*** DATASET RECORDS ***

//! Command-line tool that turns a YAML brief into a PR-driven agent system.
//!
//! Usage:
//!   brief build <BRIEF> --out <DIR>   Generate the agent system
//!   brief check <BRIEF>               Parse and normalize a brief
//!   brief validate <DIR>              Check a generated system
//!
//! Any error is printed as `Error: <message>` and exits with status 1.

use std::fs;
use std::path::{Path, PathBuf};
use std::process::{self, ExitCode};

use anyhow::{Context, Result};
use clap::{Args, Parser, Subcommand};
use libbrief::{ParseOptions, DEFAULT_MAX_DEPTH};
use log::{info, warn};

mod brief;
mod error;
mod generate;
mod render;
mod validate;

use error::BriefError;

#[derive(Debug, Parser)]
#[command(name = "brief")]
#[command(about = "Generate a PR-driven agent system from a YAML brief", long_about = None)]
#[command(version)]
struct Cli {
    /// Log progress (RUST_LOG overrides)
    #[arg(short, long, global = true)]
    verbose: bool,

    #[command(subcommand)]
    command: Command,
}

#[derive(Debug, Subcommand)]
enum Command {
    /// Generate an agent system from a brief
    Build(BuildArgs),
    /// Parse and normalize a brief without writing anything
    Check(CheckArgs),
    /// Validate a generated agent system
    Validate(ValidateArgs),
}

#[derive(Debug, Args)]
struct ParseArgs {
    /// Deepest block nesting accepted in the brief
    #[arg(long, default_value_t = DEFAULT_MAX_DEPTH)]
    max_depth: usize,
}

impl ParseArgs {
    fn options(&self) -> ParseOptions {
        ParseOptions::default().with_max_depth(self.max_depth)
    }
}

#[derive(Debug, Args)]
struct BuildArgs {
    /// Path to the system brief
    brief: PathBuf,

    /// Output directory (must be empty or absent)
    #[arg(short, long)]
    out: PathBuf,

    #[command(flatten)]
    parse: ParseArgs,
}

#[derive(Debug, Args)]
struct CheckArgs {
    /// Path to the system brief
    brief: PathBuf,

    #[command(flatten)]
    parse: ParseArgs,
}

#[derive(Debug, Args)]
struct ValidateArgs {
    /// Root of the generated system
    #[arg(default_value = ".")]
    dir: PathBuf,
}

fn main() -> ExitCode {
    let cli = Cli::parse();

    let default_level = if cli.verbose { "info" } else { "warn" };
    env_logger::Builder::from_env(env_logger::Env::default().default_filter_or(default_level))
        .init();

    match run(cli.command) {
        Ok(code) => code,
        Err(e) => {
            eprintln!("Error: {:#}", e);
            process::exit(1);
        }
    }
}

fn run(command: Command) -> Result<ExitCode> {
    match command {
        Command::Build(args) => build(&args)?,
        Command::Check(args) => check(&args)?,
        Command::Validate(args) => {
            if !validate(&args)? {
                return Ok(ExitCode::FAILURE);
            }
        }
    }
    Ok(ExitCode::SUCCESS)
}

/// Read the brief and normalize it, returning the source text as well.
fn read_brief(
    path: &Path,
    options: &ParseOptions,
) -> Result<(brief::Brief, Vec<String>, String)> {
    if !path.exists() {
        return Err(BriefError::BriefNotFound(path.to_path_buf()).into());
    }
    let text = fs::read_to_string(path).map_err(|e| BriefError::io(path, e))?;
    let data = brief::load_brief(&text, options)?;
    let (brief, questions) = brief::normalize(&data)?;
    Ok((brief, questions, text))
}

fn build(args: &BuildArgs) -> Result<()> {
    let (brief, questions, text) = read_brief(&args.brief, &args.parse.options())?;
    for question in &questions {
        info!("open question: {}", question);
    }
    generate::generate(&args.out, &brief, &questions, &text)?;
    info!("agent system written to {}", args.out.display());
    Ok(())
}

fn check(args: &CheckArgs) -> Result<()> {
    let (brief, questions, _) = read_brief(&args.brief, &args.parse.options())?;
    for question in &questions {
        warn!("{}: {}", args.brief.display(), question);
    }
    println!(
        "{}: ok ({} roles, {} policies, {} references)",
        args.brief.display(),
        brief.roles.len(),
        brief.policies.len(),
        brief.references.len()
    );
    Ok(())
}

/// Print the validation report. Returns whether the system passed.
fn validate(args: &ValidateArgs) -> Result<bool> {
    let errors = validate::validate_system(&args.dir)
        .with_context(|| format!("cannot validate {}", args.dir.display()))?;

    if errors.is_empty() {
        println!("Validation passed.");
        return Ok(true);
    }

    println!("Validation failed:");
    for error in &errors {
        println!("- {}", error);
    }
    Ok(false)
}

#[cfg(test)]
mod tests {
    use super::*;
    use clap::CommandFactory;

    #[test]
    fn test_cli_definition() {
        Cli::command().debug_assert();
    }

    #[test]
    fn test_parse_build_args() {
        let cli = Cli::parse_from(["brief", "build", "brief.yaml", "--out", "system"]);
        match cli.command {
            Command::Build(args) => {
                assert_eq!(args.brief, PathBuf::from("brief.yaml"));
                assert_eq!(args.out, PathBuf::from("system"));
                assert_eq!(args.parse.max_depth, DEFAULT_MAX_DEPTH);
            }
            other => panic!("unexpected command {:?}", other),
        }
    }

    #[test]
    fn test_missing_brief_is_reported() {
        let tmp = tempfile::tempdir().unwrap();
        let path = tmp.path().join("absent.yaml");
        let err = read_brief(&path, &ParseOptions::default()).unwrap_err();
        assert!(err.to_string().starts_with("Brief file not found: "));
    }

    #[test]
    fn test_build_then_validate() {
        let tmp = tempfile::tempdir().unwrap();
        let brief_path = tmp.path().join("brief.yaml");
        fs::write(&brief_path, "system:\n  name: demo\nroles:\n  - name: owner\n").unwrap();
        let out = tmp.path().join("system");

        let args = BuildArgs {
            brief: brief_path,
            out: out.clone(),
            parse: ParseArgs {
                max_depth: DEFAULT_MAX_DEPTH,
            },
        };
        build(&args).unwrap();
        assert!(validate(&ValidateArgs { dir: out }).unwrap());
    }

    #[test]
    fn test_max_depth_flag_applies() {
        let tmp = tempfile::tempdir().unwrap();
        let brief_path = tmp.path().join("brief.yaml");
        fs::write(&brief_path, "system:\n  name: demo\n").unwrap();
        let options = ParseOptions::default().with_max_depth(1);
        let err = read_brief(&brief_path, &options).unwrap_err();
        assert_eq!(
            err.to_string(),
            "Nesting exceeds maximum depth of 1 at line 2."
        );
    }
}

***
*** DATASET RECORDS ***

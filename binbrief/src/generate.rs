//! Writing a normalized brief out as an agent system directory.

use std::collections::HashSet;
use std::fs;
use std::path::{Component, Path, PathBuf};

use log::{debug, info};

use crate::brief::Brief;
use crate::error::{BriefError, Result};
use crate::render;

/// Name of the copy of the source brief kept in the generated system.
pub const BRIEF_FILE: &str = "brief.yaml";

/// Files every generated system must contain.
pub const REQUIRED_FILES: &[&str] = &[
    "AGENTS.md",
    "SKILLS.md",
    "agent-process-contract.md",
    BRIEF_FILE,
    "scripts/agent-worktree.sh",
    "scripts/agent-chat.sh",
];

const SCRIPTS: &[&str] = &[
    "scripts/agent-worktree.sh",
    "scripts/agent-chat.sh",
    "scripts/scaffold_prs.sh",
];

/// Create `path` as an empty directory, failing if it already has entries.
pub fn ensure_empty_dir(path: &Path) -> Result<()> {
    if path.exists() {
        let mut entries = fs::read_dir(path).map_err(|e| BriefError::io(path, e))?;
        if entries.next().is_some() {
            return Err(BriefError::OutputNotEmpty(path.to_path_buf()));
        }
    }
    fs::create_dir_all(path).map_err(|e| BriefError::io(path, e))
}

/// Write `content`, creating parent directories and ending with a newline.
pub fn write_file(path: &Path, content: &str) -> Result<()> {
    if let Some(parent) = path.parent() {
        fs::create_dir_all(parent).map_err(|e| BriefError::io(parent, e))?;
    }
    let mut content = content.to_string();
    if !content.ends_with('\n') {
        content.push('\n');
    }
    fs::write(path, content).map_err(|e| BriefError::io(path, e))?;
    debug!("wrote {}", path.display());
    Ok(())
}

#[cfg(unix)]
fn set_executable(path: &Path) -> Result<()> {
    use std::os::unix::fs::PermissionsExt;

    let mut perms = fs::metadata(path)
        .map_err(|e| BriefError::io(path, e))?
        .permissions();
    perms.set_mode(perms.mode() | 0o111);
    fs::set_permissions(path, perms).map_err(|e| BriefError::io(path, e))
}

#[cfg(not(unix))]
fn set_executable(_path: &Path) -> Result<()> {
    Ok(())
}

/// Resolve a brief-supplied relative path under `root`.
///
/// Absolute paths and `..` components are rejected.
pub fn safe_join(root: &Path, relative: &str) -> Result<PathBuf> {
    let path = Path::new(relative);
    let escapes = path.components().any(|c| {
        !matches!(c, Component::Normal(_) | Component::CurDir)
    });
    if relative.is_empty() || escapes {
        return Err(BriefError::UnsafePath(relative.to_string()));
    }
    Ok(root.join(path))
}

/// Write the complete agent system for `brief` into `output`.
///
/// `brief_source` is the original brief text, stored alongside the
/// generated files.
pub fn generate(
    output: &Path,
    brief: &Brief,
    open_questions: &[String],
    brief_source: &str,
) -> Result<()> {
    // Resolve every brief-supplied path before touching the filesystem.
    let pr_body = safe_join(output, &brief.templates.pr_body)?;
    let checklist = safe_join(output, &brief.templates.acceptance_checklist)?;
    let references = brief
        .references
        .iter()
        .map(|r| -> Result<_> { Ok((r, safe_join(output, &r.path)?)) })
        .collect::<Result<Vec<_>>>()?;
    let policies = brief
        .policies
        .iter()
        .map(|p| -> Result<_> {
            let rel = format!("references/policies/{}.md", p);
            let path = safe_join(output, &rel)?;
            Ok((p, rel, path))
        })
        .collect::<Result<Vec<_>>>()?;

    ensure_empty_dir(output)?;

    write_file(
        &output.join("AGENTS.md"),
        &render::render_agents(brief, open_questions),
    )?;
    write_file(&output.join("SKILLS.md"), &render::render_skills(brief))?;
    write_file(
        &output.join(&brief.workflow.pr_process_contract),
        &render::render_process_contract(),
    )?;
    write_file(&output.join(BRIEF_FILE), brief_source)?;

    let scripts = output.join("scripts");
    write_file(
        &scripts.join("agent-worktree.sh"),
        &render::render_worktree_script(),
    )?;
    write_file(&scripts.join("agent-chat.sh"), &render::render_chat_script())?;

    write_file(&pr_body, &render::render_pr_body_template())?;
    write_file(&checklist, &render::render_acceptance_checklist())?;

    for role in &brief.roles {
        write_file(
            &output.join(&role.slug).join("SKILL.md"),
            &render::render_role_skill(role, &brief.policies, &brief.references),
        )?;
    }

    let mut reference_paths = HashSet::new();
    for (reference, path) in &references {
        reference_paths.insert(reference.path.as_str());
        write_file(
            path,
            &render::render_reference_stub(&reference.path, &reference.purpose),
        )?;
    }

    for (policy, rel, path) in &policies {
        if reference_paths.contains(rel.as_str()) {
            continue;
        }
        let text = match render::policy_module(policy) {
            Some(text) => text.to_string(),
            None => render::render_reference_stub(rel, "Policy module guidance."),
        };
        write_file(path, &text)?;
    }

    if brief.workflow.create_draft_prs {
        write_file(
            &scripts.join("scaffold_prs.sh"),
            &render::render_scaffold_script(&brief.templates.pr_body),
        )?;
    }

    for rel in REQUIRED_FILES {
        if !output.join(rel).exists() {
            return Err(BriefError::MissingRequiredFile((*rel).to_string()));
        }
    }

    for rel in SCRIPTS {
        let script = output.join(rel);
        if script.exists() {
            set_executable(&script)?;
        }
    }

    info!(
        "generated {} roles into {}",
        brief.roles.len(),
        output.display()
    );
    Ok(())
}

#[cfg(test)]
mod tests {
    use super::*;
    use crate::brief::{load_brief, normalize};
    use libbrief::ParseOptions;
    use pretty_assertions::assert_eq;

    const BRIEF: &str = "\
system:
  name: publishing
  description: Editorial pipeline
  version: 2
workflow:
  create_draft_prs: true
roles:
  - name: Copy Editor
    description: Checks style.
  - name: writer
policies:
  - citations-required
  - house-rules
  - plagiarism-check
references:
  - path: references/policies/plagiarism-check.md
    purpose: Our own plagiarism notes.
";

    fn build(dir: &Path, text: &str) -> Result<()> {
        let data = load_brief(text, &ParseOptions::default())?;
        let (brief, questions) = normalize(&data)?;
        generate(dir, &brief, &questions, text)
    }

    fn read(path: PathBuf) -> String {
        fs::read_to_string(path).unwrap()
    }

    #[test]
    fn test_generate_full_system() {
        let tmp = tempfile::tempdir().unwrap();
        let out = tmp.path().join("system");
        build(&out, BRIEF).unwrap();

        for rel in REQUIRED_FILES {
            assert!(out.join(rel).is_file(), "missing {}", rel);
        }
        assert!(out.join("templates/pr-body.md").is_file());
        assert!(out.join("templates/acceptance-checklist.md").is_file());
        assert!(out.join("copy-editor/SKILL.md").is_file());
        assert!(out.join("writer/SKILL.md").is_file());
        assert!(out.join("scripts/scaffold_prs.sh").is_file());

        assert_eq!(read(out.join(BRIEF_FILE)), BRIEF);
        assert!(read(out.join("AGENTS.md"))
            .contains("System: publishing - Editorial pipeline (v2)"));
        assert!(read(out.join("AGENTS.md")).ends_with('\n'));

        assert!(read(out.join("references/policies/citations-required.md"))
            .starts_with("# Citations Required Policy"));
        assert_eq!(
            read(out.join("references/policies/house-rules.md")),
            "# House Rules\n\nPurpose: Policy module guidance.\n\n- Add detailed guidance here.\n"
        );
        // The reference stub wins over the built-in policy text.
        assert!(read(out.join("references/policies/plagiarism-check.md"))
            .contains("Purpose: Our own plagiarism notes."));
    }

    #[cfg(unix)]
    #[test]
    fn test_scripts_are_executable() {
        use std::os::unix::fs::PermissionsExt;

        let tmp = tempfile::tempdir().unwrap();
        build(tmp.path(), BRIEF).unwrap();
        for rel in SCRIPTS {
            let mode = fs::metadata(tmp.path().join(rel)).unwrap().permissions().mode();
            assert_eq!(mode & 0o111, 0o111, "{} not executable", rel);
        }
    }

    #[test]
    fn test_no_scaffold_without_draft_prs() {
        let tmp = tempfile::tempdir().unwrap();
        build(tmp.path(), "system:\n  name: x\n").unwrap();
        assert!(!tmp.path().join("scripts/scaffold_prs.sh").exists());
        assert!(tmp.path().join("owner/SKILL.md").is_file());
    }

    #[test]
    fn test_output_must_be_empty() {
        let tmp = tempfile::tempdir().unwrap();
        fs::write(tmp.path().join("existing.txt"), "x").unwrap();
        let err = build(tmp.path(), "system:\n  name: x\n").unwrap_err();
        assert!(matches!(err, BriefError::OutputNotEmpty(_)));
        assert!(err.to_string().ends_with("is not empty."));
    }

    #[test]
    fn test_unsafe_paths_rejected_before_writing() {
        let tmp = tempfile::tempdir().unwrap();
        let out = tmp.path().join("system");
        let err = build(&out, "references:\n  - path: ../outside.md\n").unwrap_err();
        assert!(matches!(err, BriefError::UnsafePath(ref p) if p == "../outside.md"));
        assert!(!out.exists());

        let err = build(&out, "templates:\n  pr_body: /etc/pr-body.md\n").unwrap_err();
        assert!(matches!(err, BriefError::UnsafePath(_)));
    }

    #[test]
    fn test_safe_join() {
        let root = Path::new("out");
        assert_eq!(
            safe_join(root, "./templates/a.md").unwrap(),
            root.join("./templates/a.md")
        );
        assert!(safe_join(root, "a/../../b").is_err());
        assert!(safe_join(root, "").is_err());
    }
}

***
*** DATASET RECORDS ***

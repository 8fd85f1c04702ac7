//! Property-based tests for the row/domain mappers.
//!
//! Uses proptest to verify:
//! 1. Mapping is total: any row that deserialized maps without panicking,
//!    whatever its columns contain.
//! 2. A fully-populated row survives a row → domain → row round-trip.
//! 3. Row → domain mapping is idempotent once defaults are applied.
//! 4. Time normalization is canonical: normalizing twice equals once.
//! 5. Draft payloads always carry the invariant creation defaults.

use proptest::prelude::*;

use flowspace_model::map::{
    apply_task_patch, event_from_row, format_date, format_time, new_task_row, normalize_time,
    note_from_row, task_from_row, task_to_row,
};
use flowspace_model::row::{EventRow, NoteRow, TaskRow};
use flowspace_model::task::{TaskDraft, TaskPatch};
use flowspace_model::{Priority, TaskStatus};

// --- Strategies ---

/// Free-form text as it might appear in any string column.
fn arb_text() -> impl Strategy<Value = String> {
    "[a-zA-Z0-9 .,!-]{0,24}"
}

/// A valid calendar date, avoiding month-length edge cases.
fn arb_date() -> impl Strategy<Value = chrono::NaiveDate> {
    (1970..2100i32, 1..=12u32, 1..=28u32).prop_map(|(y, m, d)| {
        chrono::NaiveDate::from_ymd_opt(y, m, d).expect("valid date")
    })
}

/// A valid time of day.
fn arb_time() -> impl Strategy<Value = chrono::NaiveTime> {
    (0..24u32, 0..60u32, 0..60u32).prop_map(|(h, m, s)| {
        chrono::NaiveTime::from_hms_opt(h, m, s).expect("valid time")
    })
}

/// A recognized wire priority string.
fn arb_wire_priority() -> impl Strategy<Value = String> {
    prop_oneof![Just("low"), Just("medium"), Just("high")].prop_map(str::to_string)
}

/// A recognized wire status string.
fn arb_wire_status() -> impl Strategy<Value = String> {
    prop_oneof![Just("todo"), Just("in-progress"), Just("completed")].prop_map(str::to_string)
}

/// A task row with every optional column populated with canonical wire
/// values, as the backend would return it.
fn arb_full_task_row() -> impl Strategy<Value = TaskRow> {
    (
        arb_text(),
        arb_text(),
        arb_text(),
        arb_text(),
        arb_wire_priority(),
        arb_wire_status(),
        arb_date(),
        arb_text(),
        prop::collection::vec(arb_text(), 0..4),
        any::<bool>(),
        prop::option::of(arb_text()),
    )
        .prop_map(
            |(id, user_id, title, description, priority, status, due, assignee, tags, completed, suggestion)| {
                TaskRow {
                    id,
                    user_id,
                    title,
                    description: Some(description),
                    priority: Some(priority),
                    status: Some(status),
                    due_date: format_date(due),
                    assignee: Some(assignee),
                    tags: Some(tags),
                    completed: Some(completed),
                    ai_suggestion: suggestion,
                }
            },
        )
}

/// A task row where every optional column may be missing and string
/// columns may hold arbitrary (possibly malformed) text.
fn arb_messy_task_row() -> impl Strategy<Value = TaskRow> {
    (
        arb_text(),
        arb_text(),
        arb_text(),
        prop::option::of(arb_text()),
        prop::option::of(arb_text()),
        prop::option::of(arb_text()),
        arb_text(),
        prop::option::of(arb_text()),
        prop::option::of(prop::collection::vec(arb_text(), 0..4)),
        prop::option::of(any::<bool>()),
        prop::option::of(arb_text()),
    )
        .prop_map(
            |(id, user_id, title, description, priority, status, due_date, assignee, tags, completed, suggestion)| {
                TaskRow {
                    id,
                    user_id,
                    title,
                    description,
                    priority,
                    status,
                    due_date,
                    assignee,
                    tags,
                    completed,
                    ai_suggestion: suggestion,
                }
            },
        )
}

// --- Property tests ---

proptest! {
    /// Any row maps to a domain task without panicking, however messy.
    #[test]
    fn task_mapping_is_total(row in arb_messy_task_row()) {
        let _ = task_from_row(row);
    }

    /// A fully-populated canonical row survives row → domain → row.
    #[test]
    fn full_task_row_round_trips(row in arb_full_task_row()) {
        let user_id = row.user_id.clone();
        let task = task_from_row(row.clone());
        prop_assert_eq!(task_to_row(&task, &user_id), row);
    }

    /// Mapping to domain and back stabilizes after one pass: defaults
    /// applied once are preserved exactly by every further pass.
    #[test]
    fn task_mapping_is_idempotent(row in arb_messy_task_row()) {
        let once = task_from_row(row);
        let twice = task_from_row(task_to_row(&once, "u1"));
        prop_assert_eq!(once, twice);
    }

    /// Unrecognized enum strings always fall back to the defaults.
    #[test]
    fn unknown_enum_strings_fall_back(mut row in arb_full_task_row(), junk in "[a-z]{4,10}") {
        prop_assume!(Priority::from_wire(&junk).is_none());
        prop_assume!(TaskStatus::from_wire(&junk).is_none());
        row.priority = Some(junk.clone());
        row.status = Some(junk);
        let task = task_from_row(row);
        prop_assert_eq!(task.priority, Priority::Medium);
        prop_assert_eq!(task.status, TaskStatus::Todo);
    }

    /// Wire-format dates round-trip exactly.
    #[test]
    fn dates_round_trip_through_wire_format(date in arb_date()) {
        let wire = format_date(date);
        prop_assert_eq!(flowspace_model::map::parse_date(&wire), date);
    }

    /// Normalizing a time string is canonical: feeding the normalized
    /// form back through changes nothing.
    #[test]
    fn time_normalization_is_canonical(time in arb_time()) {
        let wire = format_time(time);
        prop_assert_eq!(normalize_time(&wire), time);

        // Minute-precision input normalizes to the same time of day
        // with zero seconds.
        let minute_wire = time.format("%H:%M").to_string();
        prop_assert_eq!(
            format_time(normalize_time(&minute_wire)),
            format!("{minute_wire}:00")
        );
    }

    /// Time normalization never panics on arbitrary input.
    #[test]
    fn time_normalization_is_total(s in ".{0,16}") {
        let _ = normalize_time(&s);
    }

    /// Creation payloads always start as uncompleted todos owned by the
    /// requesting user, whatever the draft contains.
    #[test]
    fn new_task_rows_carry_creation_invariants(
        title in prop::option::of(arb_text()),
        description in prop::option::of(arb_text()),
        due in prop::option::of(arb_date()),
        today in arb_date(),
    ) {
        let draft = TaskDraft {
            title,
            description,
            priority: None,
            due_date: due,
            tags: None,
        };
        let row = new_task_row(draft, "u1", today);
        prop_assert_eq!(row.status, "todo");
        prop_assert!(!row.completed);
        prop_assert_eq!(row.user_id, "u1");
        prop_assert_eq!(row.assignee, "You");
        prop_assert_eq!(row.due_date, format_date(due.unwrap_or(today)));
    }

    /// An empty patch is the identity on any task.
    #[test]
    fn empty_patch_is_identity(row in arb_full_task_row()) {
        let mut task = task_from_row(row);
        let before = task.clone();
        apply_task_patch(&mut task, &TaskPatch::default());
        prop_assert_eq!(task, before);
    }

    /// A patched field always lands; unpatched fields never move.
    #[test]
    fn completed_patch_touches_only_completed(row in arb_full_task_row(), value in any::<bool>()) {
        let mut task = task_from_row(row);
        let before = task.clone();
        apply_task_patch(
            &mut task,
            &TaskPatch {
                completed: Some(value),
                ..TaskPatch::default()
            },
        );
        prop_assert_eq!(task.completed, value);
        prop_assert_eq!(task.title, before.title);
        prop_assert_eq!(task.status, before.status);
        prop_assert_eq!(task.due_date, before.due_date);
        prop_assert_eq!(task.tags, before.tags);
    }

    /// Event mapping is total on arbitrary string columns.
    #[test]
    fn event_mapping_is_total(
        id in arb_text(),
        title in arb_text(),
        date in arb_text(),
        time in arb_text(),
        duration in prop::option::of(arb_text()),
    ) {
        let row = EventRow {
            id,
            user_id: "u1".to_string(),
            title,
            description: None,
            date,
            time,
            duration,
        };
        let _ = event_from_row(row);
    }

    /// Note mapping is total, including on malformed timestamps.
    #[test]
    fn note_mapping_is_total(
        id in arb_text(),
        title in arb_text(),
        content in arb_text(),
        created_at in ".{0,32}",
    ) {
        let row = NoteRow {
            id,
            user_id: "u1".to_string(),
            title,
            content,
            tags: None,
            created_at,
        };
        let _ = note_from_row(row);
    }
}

***

### EXERCISE PROMPT
Filter the records for lines holding the string "populated". Copy each one.

### ANSWER TO THIS TASK
//! 2. A fully-populated row survives a row → domain → row round-trip.
/// A task row with every optional column populated with canonical wire
    /// A fully-populated canonical row survives row → domain → row.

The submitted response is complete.